_PROMPT:_
If a line in the data below includes the string "match", please return a copy of it.

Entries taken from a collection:
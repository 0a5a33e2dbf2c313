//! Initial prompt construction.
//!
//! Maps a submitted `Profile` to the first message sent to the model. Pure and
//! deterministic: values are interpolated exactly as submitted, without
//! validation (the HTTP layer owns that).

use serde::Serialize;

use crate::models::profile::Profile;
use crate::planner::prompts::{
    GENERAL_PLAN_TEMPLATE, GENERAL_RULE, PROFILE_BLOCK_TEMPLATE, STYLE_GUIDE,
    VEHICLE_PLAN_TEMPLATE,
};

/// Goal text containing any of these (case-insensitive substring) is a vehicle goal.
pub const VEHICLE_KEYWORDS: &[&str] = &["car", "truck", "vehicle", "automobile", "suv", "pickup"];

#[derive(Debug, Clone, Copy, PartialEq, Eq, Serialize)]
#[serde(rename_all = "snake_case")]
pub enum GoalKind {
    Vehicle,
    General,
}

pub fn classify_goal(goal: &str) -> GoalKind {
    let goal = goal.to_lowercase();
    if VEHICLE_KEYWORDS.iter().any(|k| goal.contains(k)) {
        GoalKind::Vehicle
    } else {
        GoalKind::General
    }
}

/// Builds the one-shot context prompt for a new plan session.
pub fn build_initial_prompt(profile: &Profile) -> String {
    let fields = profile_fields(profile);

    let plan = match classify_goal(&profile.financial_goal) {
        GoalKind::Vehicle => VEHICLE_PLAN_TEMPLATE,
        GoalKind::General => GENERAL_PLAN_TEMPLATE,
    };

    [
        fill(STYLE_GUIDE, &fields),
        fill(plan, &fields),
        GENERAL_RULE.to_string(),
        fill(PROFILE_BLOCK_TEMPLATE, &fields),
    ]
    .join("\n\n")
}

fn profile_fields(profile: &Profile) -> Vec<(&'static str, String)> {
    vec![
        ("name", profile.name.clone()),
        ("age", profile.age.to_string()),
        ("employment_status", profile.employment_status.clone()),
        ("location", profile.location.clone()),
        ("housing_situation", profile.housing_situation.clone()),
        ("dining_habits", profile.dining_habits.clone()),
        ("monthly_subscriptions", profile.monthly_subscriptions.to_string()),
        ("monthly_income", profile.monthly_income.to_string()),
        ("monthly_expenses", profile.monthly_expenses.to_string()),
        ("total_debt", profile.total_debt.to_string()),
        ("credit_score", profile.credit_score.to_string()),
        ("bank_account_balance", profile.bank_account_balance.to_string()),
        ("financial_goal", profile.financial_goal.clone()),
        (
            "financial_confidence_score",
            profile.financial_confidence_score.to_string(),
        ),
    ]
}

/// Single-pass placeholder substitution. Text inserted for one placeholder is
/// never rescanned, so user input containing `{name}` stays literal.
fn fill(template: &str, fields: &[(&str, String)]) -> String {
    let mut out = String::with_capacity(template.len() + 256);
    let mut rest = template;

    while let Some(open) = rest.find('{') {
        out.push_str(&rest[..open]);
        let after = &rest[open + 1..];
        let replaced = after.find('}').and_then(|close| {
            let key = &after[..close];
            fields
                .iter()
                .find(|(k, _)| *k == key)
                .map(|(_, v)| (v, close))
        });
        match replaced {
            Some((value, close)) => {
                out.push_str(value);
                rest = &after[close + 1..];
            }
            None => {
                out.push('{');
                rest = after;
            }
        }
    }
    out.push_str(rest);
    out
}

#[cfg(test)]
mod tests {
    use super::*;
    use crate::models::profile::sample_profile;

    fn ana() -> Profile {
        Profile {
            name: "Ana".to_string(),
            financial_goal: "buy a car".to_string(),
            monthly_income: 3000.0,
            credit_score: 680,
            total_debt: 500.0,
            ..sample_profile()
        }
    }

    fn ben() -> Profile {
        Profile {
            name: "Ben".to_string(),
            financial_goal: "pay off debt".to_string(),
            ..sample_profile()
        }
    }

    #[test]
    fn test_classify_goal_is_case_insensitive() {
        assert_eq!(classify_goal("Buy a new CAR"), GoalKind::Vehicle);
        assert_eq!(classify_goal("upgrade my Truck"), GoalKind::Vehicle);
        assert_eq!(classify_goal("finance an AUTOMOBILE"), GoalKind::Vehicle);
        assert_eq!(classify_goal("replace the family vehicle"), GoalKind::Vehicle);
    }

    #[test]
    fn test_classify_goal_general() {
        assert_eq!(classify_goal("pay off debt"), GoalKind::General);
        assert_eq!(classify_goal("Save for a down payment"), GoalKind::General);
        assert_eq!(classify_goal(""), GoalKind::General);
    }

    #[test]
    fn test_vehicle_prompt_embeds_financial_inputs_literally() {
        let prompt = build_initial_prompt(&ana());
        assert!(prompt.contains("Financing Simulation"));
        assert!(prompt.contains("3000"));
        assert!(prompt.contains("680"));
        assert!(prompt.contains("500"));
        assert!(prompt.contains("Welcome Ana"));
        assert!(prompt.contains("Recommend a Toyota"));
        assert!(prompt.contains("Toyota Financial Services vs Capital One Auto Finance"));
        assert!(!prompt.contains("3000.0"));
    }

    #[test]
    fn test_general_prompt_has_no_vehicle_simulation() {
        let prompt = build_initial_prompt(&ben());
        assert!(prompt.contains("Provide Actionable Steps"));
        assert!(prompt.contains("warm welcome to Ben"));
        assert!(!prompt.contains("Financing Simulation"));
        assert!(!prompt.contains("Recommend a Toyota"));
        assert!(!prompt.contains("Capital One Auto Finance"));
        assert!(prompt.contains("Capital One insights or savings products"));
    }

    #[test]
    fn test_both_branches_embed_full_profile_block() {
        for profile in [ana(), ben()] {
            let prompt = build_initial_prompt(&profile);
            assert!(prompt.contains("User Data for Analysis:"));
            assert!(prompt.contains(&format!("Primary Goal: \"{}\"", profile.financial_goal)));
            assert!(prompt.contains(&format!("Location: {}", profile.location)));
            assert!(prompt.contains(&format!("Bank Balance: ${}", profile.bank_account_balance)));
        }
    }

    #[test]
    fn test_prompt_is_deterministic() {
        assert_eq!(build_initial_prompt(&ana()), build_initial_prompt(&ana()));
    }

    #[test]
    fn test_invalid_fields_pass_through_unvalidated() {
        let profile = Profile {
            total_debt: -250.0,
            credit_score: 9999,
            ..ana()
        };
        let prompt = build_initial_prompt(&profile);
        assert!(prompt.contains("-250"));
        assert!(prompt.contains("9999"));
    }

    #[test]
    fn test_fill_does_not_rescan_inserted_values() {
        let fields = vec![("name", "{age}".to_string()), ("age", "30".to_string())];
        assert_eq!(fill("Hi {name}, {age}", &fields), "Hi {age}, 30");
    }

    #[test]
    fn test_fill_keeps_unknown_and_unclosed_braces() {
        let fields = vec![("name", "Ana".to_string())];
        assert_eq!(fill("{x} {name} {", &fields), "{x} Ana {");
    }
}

_COMPLETED TASK:_
    let plan = match classify_goal(&profile.financial_goal) {
        match replaced {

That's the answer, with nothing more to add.